Unfortunately, that phrase was already used by Carlos Beltran, who whispered it last March. Beltran, of course, stole the words from Jimmy Rollins — who originally made the proclamation a year earlier.
The verbal sparring is wonderful for the media and exciting for some fans, as it helps to stoke the rivalry between the Mets and Phillies — which in turn sells tickets and newspapers and drives up the blog comments and website pageviews. A win-win for everyone in this down economy, in fact.
But the crux of the matter is this: for every Mets fan that gets riled up by K-Rod’s quote, there are another ten who wish the players in orange and blue would simply keep their mouth shut. The more the Mets talk, the more pathetic they look in the end, when they can’t close the deal.
Aside from the 1986 Mets, there haven’t been too many Flushing squads (if any) who had both the talent and the fortitude to see through such brazen declarations. Looking back, that cocky bunch spoiled us, and helped open the lid on big mouths in sports.
Today, however, the Mets do not have the talent to steamroll over the rest of baseball. It looks like they’ll have a good team, one that can compete for the NL East title. I’m not saying they won’t run away with the flag next year — I’m saying that right now, they don’t appear to have an exceptionally dominating team.
Further, K-Rod and J.J. Putz by themselves will not drastically change the mentality in the clubhouse. The Mets remain a leaderless team, and devoid of the “killer instinct” necessary to throw their opponents down to the ground and stomp on their necks. Again, it doesn’t mean they can’t win in ’09 — it simply means they don’t have any business making public announcements regarding winning or talking trash. Not yet, anyway.
In retrospect, Beltran’s utterance last spring was all-too-revealing. It was said off the cuff, after taking some BP, with a laugh, and seemed he was half-joking. From the Daily News:
“Let me tell you this: Without Santana, we felt as a team we have a chance to win in our division. With him now, I have no doubt that we’re going to win in our division. I have no doubt in that.

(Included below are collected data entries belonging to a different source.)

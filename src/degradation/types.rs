//! Degradation type definitions

use serde::{Deserialize, Serialize};
use std::fmt;
use std::time::Instant;

/// Ordinal severity of an operation's unreliability
#[derive(
    Debug, Clone, Copy, PartialEq, Eq, PartialOrd, Ord, Hash, Default, Serialize, Deserialize,
)]
#[serde(rename_all = "snake_case")]
pub enum DegradationLevel {
    /// Operation is healthy
    #[default]
    Normal,

    /// Operation is unreliable, prefer fallbacks
    Partial,

    /// Operation is failing persistently
    Severe,
}

impl DegradationLevel {
    /// Numeric form (0, 1, 2)
    pub fn as_u8(&self) -> u8 {
        match self {
            DegradationLevel::Normal => 0,
            DegradationLevel::Partial => 1,
            DegradationLevel::Severe => 2,
        }
    }

    /// Next level up; `Severe` saturates
    pub fn escalate(&self) -> DegradationLevel {
        match self {
            DegradationLevel::Normal => DegradationLevel::Partial,
            DegradationLevel::Partial => DegradationLevel::Severe,
            DegradationLevel::Severe => DegradationLevel::Severe,
        }
    }

    pub fn name(&self) -> &str {
        match self {
            DegradationLevel::Normal => "normal",
            DegradationLevel::Partial => "partial",
            DegradationLevel::Severe => "severe",
        }
    }
}

impl fmt::Display for DegradationLevel {
    fn fmt(&self, f: &mut fmt::Formatter<'_>) -> fmt::Result {
        f.write_str(self.name())
    }
}

/// Health record for one named operation
#[derive(Debug, Clone, Default)]
pub struct OperationHealth {
    /// Failures in the current uninterrupted streak
    pub error_count: u32,

    /// Current degradation state
    pub degraded: bool,

    /// Current severity
    pub level: DegradationLevel,

    /// Last recorded failure description
    pub reason: Option<String>,

    /// When the streak last grew
    pub last_error_at: Option<Instant>,
}

impl OperationHealth {
    /// Read-only view of this record
    pub fn status(&self) -> DegradationStatus {
        DegradationStatus {
            degraded: self.degraded,
            level: self.level,
            reason: self.reason.clone(),
            error_count: self.error_count,
        }
    }

    /// Back to NORMAL with a zeroed counter
    pub fn reset(&mut self) {
        *self = OperationHealth::default();
    }
}

/// Snapshot returned by status queries
#[derive(Debug, Clone, PartialEq, Eq, Default, Serialize, Deserialize)]
pub struct DegradationStatus {
    pub degraded: bool,
    pub level: DegradationLevel,
    pub reason: Option<String>,
    pub error_count: u32,
}

impl DegradationStatus {
    /// Reason text, empty when none was recorded
    pub fn reason_str(&self) -> &str {
        self.reason.as_deref().unwrap_or("")
    }
}
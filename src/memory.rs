//! Bounded dialogue memory for one session
//!
//! Keeps the most recent user and system messages in a FIFO buffer. Once the
//! buffer is full the oldest message is evicted. The rendered transcript is
//! passed to the pipeline under the `memory` context key.

use chrono::{DateTime, Utc};
use serde::{Deserialize, Serialize};
use std::collections::VecDeque;

/// Default number of messages kept
pub const DEFAULT_MAX_MESSAGES: usize = 10;

/// Memory settings, `[memory]` in the config file
#[derive(Debug, Clone, PartialEq, Eq, Serialize, Deserialize)]
#[serde(default)]
pub struct MemoryConfig {
    /// Messages kept before the oldest is evicted; 0 disables memory
    pub max_messages: usize,
}

impl Default for MemoryConfig {
    fn default() -> Self {
        Self {
            max_messages: DEFAULT_MAX_MESSAGES,
        }
    }
}

#[derive(Debug, Clone, Copy, PartialEq, Eq, Serialize, Deserialize)]
#[serde(rename_all = "snake_case")]
pub enum Speaker {
    User,
    System,
}

impl Speaker {
    fn label(&self) -> &'static str {
        match self {
            Speaker::User => "User",
            Speaker::System => "Assistant",
        }
    }
}

#[derive(Debug, Clone, PartialEq, Serialize, Deserialize)]
pub struct DialogueMessage {
    pub speaker: Speaker,
    pub content: String,
    pub at: DateTime<Utc>,
}

/// Session transcript with bounded storage
#[derive(Debug, Clone)]
pub struct DialogueMemory {
    messages: VecDeque<DialogueMessage>,
    max_messages: usize,
}

impl Default for DialogueMemory {
    fn default() -> Self {
        Self::new()
    }
}

impl DialogueMemory {
    pub fn new() -> Self {
        Self::with_capacity(DEFAULT_MAX_MESSAGES)
    }

    pub fn with_capacity(max_messages: usize) -> Self {
        Self {
            messages: VecDeque::with_capacity(max_messages),
            max_messages,
        }
    }

    pub fn from_config(config: &MemoryConfig) -> Self {
        Self::with_capacity(config.max_messages)
    }

    pub fn add_user_message(&mut self, content: impl Into<String>) {
        self.push(Speaker::User, content.into());
    }

    pub fn add_system_message(&mut self, content: impl Into<String>) {
        self.push(Speaker::System, content.into());
    }

    fn push(&mut self, speaker: Speaker, content: String) {
        if self.max_messages == 0 {
            return;
        }
        if self.messages.len() >= self.max_messages {
            self.messages.pop_front();
        }
        self.messages.push_back(DialogueMessage {
            speaker,
            content,
            at: Utc::now(),
        });
    }

    pub fn messages(&self) -> &VecDeque<DialogueMessage> {
        &self.messages
    }

    /// Transcript as `User: ...` / `Assistant: ...` lines, oldest first
    pub fn build_memory_context(&self) -> String {
        self.messages
            .iter()
            .map(|m| format!("{}: {}", m.speaker.label(), m.content.trim()))
            .collect::<Vec<_>>()
            .join("\n")
    }

    pub fn len(&self) -> usize {
        self.messages.len()
    }

    pub fn is_empty(&self) -> bool {
        self.messages.is_empty()
    }

    pub fn clear(&mut self) {
        self.messages.clear();
    }
}

#[cfg(test)]
mod tests {
    use super::*;

    #[test]
    fn test_context_lists_turns_in_order() {
        let mut memory = DialogueMemory::new();
        memory.add_user_message("Who founded Huawei?");
        memory.add_system_message(" Ren Zhengfei. ");

        assert_eq!(
            memory.build_memory_context(),
            "User: Who founded Huawei?\nAssistant: Ren Zhengfei."
        );
    }

    #[test]
    fn test_oldest_message_evicted() {
        let mut memory = DialogueMemory::with_capacity(3);
        for i in 0..5 {
            memory.add_user_message(format!("q{}", i));
        }

        assert_eq!(memory.len(), 3);
        assert_eq!(memory.messages().front().unwrap().content, "q2");
        assert_eq!(memory.messages().back().unwrap().content, "q4");
    }

    #[test]
    fn test_zero_capacity_keeps_nothing() {
        let mut memory = DialogueMemory::from_config(&MemoryConfig { max_messages: 0 });
        memory.add_user_message("hello");

        assert!(memory.is_empty());
        assert_eq!(memory.build_memory_context(), "");
    }
}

“We’ve got what it takes. We have good chemistry as a team. He fits great because he’s a great guy. He’s one of the best pitchers in the game. Who doesn’t want to have him on any ballclub? Without him last year we did good, until the end of the season. So this year, to Jimmy Rollins, we are the team to beat.”
With that, Beltran walked off, amused and chuckling as he told unnerved P.R. man Jay Horwitz, “Have a happy day.”
Judging by what happened (again) in the last weeks of September, perhaps Beltran WAS joking.
The irony, of course, is that Beltran’s last at-bat of the 2006 NLCS — the one where an Adam Wainwright yellow hammer froze him and ended the Mets’ season — is symbolic of the team’s reputation as chokers, making Beltran’s quote all the more embarrassing now. More damaging is that not only did the Mets not deliver on Beltran’s preseason boast, but that they choked again.
So when Cole Hamels agreed that the Mets were “choke artists”, we fans really had no response — except to bow our heads and nod in agreement. And when K-Rod comes out and starts the cycle all over again, we Mets fans want to run and hide, cover our faces, muttering “please, not again!”.
It’s kind of like watching a TV show or a movie, and the lead character (Archie Bunker comes to mind) is about to say or do something you know he/she is going to regret — you yell at the screen, “no, don’t SAY IT!”. Or when you’re sitting around the Christmas tree, and conservative Uncle Bob has had too much egg nog, and he’s about to start talking politics with liberal cousin Joan. Some things should just be left unsaid, before everyone is embarrassed.
Don’t get me wrong — I love the idea of a rivalry between the Mets and Phillies. But let’s see it erupt on the field, not in the headlines. Instead of continuing to talk about how great and unbeatable you are, please, New York Mets, take a page from the Nike book and just do it.